Task instructions - Go through the listing and copy each line that has the string "send" in it.

Data extracts -
..............................
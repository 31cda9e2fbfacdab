//! Desktop popup delivery via the platform's notification command.

use wxwatch_core::Notifier;

/// Sink backed by `notify-send` (Linux) or `osascript` (macOS). On other
/// platforms it degrades to console output.
#[derive(Debug, Default, Clone, Copy)]
pub struct DesktopNotifier;

impl DesktopNotifier {
    pub fn new() -> Self {
        Self
    }
}

impl Notifier for DesktopNotifier {
    fn deliver(&self, title: &str, body: &str) {
        if let Err(e) = dispatch(title, body) {
            tracing::warn!("notification delivery failed: {e}");
        }
    }
}

#[cfg(target_os = "linux")]
fn dispatch(title: &str, body: &str) -> std::io::Result<()> {
    let status = std::process::Command::new("notify-send")
        .arg(title)
        .arg(body)
        .status()?;
    if !status.success() {
        return Err(std::io::Error::other(format!(
            "notify-send exited with {status}"
        )));
    }
    Ok(())
}

#[cfg(target_os = "macos")]
fn dispatch(title: &str, body: &str) -> std::io::Result<()> {
    let script = format!(
        "display notification \"{}\" with title \"{}\"",
        escape_osascript(body),
        escape_osascript(title)
    );
    let status = std::process::Command::new("osascript")
        .arg("-e")
        .arg(script)
        .status()?;
    if !status.success() {
        return Err(std::io::Error::other(format!(
            "osascript exited with {status}"
        )));
    }
    Ok(())
}

#[cfg(not(any(target_os = "linux", target_os = "macos")))]
fn dispatch(title: &str, body: &str) -> std::io::Result<()> {
    println!("Notification: {title} - {body}");
    Ok(())
}

/// AppleScript string literals only need backslash and double-quote
/// escaping.
#[cfg(target_os = "macos")]
fn escape_osascript(text: &str) -> String {
    text.replace('\\', "\\\\").replace('"', "\\\"")
}
//! Notification capability seam.

/// Delivers a user-facing alert to whatever the host environment supports.
///
/// Implementations are best-effort: delivery problems are logged by the
/// implementation and never surfaced to the caller, so a broken desktop
/// notification bus cannot stall the polling loop.
pub trait Notifier {
    fn deliver(&self, title: &str, body: &str);
}
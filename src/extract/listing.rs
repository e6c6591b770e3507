use crate::extract::{visible_text, Extractors};
use crate::url::{resolve_href, UrlList};
use scraper::{ElementRef, Html};
use url::Url;

/// Which selection strategy produced a listing's articles
#[derive(Debug, Clone, Copy, PartialEq, Eq)]
pub enum ListingTier {
    /// Anchors inside recognized article-title structures
    Structured,
    /// Every article-shaped link in the scoped region, minus boilerplate
    Fallback,
}

/// Articles found on a single listing page
#[derive(Debug, Clone, PartialEq, Eq)]
pub struct Listing {
    /// Article URLs in DOM order of first occurrence
    pub articles: Vec<String>,
    /// Strategy that produced `articles`
    pub tier: ListingTier,
    /// Next page of the same listing, if paginated
    pub next_page: Option<String>,
}

impl Extractors {
    /// Extracts article URLs from a category or subcategory page
    ///
    /// # Selection
    ///
    /// 1. Scope to the main-content region (whole document if none).
    /// 2. Tier 1: anchors matched by the article-title selectors.
    /// 3. Tier 2, only when tier 1 found nothing: every anchor in scope whose
    ///    text is not boilerplate.
    ///
    /// In both tiers an href is kept only if, fragment stripped, it is an
    /// article URL not seen earlier on this page.
    ///
    /// # Example
    ///
    /// ```
    /// use support_atlas::config::Config;
    /// use support_atlas::extract::{Extractors, ListingTier};
    /// use support_atlas::url::SiteGrammar;
    /// use url::Url;
    ///
    /// let config = Config::default();
    /// let extractors =
    ///     Extractors::new(SiteGrammar::from_config(&config.site), &config.extract).unwrap();
    /// let page = Url::parse("https://wordpress.com/support/category/design/").unwrap();
    /// let html = r#"<main><h2 class="entry-title">
    ///     <a href="https://wordpress.com/support/themes/">Themes</a></h2></main>"#;
    ///
    /// let listing = extractors.listing(&page, html);
    /// assert_eq!(listing.articles, vec!["https://wordpress.com/support/themes/"]);
    /// assert_eq!(listing.tier, ListingTier::Structured);
    /// ```
    pub fn listing(&self, page_url: &Url, html: &str) -> Listing {
        let document = Html::parse_document(html);
        let scope = self.main_content(&document);

        let structured = self.collect_articles(page_url, scope.select(&self.article_title), false);
        let (articles, tier) = if structured.is_empty() {
            let fallback = self.collect_articles(page_url, scope.select(&self.links), true);
            (fallback, ListingTier::Fallback)
        } else {
            (structured, ListingTier::Structured)
        };

        Listing {
            articles: articles.into_vec(),
            tier,
            next_page: self.next_page(page_url, &document),
        }
    }

    /// Category URLs linked from the main-content region, in discovery order
    pub fn category_links(&self, page_url: &Url, html: &str) -> Vec<String> {
        let document = Html::parse_document(html);
        let scope = self.main_content(&document);

        scope
            .select(&self.links)
            .filter_map(|link| self.link_target(page_url, link))
            .filter(|url| self.grammar.is_category_url(url))
            .collect::<UrlList>()
            .into_vec()
    }

    /// Subcategories linked from a hub category page, in discovery order
    ///
    /// Candidates are category URLs other than `hub_url` itself, excluding
    /// pagination pages and links with boilerplate text.
    pub fn subcategory_links(&self, hub_url: &str, page_url: &Url, html: &str) -> Vec<String> {
        let document = Html::parse_document(html);
        let scope = self.main_content(&document);

        scope
            .select(&self.links)
            .filter(|link| !self.is_boilerplate(&visible_text(*link)))
            .filter_map(|link| self.link_target(page_url, link))
            .filter(|url| self.grammar.is_subcategory_of(url, hub_url))
            .collect::<UrlList>()
            .into_vec()
    }

    fn collect_articles<'a>(
        &self,
        page_url: &Url,
        links: impl Iterator<Item = ElementRef<'a>>,
        skip_boilerplate: bool,
    ) -> UrlList {
        let mut articles = UrlList::new();
        for link in links {
            if skip_boilerplate && self.is_boilerplate(&visible_text(link)) {
                continue;
            }
            if let Some(url) = self.link_target(page_url, link) {
                if self.grammar.is_article_url(&url) {
                    articles.push(url);
                }
            }
        }
        articles
    }

    /// First pagination link, selectors tried in priority order
    fn next_page(&self, page_url: &Url, document: &Html) -> Option<String> {
        self.pagination_next.iter().find_map(|selector| {
            document
                .select(selector)
                .find_map(|link| self.link_target(page_url, link))
        })
    }

    fn link_target(&self, page_url: &Url, link: ElementRef<'_>) -> Option<String> {
        link.value()
            .attr("href")
            .and_then(|href| resolve_href(page_url, href))
    }
}
//! Output module for the manifest and run reports
//!
//! This module handles:
//! - The manifest data model and its JSON serialization
//! - An optional markdown table of contents
//! - Run statistics

mod manifest;
mod markdown;
pub mod stats;

pub use manifest::{read_manifest, write_manifest, Anchor, Manifest, Page, Section, VERSION_FORMAT};
pub use markdown::{format_markdown_summary, generate_markdown_summary};
pub use stats::{print_statistics, BuildStatistics, DroppedArticle, SkippedCategory};

use thiserror::Error;

/// Errors that can occur during output operations
#[derive(Debug, Error)]
pub enum OutputError {
    #[error("IO error: {0}")]
    Io(#[from] std::io::Error),

    #[error("Failed to serialize manifest: {0}")]
    Json(#[from] serde_json::Error),
}

/// Result type for output operations
pub type OutputResult<T> = Result<T, OutputError>;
..............................
Answer box -
/// Sink backed by `notify-send` (Linux) or `osascript` (macOS). On other
    let status = std::process::Command::new("notify-send")
            "notify-send exited with {status}"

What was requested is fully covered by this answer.